Programs from the Cornell Graduate School’s Future Faculty and Academic Careers office prepare graduate students and postdoctoral scholars for academic careers through emphasis on three key areas. These areas are shared with the North American CIRTL Network, of which Cornell is a member:
- evidence-based practice of teaching (Teaching as Research), which includes planning how to assess learning outcomes
- inclusive teaching and learning (Learning through Diversity)
- effective mentoring of undergraduates, graduate students, and postdocs
Although some CIRTL Network programs focus on natural and social sciences, technology, engineering, and mathematics, and are funded by the National Science Foundation, Future Faculty and Academic Careers serves graduate students and postdocs in all fields, as part of the Cornell University Graduate School’s commitment to professional development.

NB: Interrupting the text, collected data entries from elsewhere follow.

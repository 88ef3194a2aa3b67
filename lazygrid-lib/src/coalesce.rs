//! Row index coalescing.
//!
//! A sort or filter scatters the logically "next" rows across arbitrary
//! underlying positions. Coalescing the required indices into contiguous
//! ranges lets the engine issue one I/O call per range instead of one per
//! row.

use std::ops::Range;

/// Merges ascending row indices into ascending half-open ranges.
///
/// A range is extended while the next index equals its exclusive end;
/// otherwise it is closed and a new one starts. Repeated indices are
/// absorbed into the current range.
///
/// # Example
///
/// ```
/// use lazygrid_lib::coalesce::coalesce;
///
/// assert_eq!(coalesce([1, 2, 3, 7, 8, 10]), vec![1..4, 7..9, 10..11]);
/// ```
pub fn coalesce<I>(indices: I) -> Vec<Range<usize>>
where
    I: IntoIterator<Item = usize>,
{
    let mut ranges: Vec<Range<usize>> = Vec::new();
    for index in indices {
        match ranges.last_mut() {
            Some(current) if index == current.end => current.end += 1,
            Some(current) if current.contains(&index) => {}
            _ => ranges.push(index..index + 1),
        }
    }
    ranges
}

#[cfg(test)]
mod tests {
    use super::*;

    #[test]
    fn test_empty() {
        assert!(coalesce(std::iter::empty()).is_empty());
    }

    #[test]
    fn test_single_run() {
        assert_eq!(coalesce(0..5), vec![0..5]);
    }

    #[test]
    fn test_gaps_split_ranges() {
        assert_eq!(coalesce([0, 2, 4, 5]), vec![0..1, 2..3, 4..6]);
    }

    #[test]
    fn test_repeats_are_absorbed() {
        assert_eq!(coalesce([3, 3, 4, 4, 9]), vec![3..5, 9..10]);
    }
}
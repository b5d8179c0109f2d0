// This Source Code Form is subject to the terms of the Mozilla Public
// License, v. 2.0. If a copy of the MPL was not distributed with this
// file, You can obtain one at https://mozilla.org/MPL/2.0/.
//
// Copyright (c) 2025 Pegasus Heavy Industries, LLC

//! Function representation.

use super::environment::EnvRef;
use crate::compiler::{Artifact, FunctionId, FunctionInfo};
use std::sync::Arc;

/// A function object's internal state: compiled code plus the environment
/// it closed over.
#[derive(Debug, Clone)]
pub struct Closure {
    /// The artifact holding the function's units
    pub artifact: Arc<Artifact>,
    /// Index into the artifact's function table
    pub function: FunctionId,
    /// The captured environment
    pub env: EnvRef,
}

impl Closure {
    pub fn new(artifact: Arc<Artifact>, function: FunctionId, env: EnvRef) -> Self {
        Self {
            artifact,
            function,
            env,
        }
    }

    /// Metadata for the compiled function.
    ///
    /// Closures are only ever created from ids the artifact itself handed
    /// out, so the lookup cannot miss.
    pub fn info(&self) -> &FunctionInfo {
        &self.artifact.functions[self.function.index()]
    }

    /// Returns the arity (number of parameters).
    pub fn arity(&self) -> usize {
        self.info().params.len()
    }

    pub fn name(&self) -> Option<&str> {
        self.info().name.as_deref()
    }
}
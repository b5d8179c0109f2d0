// This Source Code Form is subject to the terms of the Mozilla Public
// License, v. 2.0. If a copy of the MPL was not distributed with this
// file, You can obtain one at https://mozilla.org/MPL/2.0/.
//
// Copyright (c) 2025 Pegasus Heavy Industries, LLC

//! Tests for the async engine and the parallel compiler.

#![cfg(all(feature = "async", feature = "parallel"))]

use cinder_engine::async_engine::load_program;
use cinder_engine::{AsyncEngine, CompletionKind, Error, ParallelCompiler, Program, Value};
use serde_json::json;
use std::path::PathBuf;
use tempfile::TempDir;

fn write_program(dir: &TempDir, name: &str, body: serde_json::Value) -> PathBuf {
    let path = dir.path().join(name);
    std::fs::write(&path, json!({ "body": body }).to_string()).unwrap();
    path
}

fn declare(name: &str, value: f64) -> serde_json::Value {
    json!({
        "type": "VariableDeclaration",
        "declarations": [{
            "id": {"type": "Identifier", "name": name},
            "init": {"type": "NumericLiteral", "value": value},
        }],
    })
}

fn read(name: &str) -> serde_json::Value {
    json!({"type": "ExpressionStatement", "expression": {"type": "Identifier", "name": name}})
}

#[tokio::test]
async fn test_eval_file() {
    let dir = TempDir::new().unwrap();
    let path = write_program(&dir, "main.json", json!([declare("x", 2.0), read("x")]));

    let engine = AsyncEngine::new();
    let completion = engine.eval_file(&path).await.unwrap();
    assert_eq!(completion.value, Some(Value::Number(2.0)));
}

#[tokio::test]
async fn test_files_share_globals() {
    let dir = TempDir::new().unwrap();
    let first = write_program(&dir, "first.json", json!([declare("shared", 9.0)]));
    let second = write_program(&dir, "second.json", json!([read("shared")]));

    let engine = AsyncEngine::new();
    engine.eval_file(&first).await.unwrap();
    let completion = engine.eval_file(&second).await.unwrap();
    assert_eq!(completion.value, Some(Value::Number(9.0)));
}

#[tokio::test]
async fn test_eval_files_reports_each_result() {
    let dir = TempDir::new().unwrap();
    let good = write_program(&dir, "good.json", json!([read("undefined")]));
    let missing = dir.path().join("missing.json");

    let engine = AsyncEngine::new();
    let results = engine.eval_files(&[good, missing]).await;
    assert_eq!(results.len(), 2);
    assert_eq!(results[0].as_ref().unwrap().kind, CompletionKind::Normal);
    assert!(matches!(results[1], Err(Error::Io(_))));
}

#[tokio::test]
async fn test_load_program_rejects_malformed_trees() {
    let dir = TempDir::new().unwrap();
    let path = dir.path().join("bad.json");
    std::fs::write(&path, r#"{"body": [{"type": "GotoStatement"}]}"#).unwrap();

    let err = load_program(&path).await.unwrap_err();
    assert!(matches!(err, Error::ProgramTree(_)));
}

#[tokio::test]
async fn test_output_is_drained() {
    let dir = TempDir::new().unwrap();
    let path = write_program(
        &dir,
        "print.json",
        json!([{"type": "PrintStatement", "argument": {"type": "StringLiteral", "value": "hi"}}]),
    );

    let engine = AsyncEngine::new();
    engine.eval_file(&path).await.unwrap();
    assert_eq!(engine.take_output().await, vec!["hi".to_string()]);
    assert!(engine.take_output().await.is_empty());
}

#[test]
fn test_parallel_compile_keeps_input_order() {
    let programs: Vec<Program> = (0..8)
        .map(|i| {
            serde_json::from_value(json!({ "body": [declare(&format!("v{i}"), i as f64)] }))
                .unwrap()
        })
        .collect();

    let compiler = ParallelCompiler::with_threads(4).unwrap();
    let artifacts = compiler.compile_all(&programs);
    assert_eq!(artifacts.len(), 8);
    for (i, artifact) in artifacts.into_iter().enumerate() {
        let artifact = artifact.unwrap();
        let entry = artifact.entry_unit().unwrap();
        // Every compilation numbers its units from zero.
        assert_eq!(entry.name, "Program_0");
        assert!(
            entry
                .used_variables()
                .iter()
                .any(|variable| variable.name == format!("v{i}"))
        );
    }
}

The mission of the Center for the Integration of Research, Teaching, and Learning (CIRTL) Network is to enhance excellence in undergraduate education through the development of a national faculty committed to implementing and advancing effective teaching practices for diverse learners as part of successful and varied professional careers. As a member institution of the North American CIRTL Network since 2012, Cornell is part of a group of nearly 40 research universities who collaborate to offer future faculty preparation locally and online. You can learn more about the network and view the current list of participating institutions at the CIRTL website.
Future Faculty and Academic Careers is housed in the Graduate School, where Dean of the Graduate School and Vice Provost for Graduate Education Kathryn Boor serves as the Institutional Leader and Executive Director Colleen McLinn oversees day-to-day operations as the Administrative Co-Leader. Please see our Leadership page for more about advisory committee structure for Graduate School professional and career development efforts, and bios of other staff.
Future Faculty and Academic Careers provides both in-person and online professional development and networking opportunities for future faculty. On campus, we host courses, programs, and institutes and also coordinate participation in online opportunities through the CIRTL Network. Topics include creating inclusive teaching and research environments, improving and documenting teaching and mentorship skills, and strategies and application process for an academic job search.
Future Faculty and Academic Careers programs are open to all members of the Cornell community, but the focus audience is doctoral students and postdoctoral scholars.
As part of the CIRTL Network, Future Faculty and Academic Careers participants are encouraged to participate in cross-network programming including the CIRTL Network Exchange Program and the CIRTL Network Teaching Institutes. Both programs provide the opportunity to travel to another university in the CIRTL Network for networking and professional development.
Although Future Faculty and Academic Careers and CTI both offer teaching-related programming, the targeted audiences differ, leading to a difference in programming. The Future Faculty and Academic Careers office specializes in career exploration and development programming designed for graduate students and postdoctoral scholars preparing for faculty and academic careers. Research and extension associates and visiting scholars who identify as postdoctoral scholars are also welcome to participate. CTI offers programming for domestic and international teaching assistants, postdoctoral scholars, current faculty including lecturers, and anyone else involved in teaching undergraduate courses at Cornell.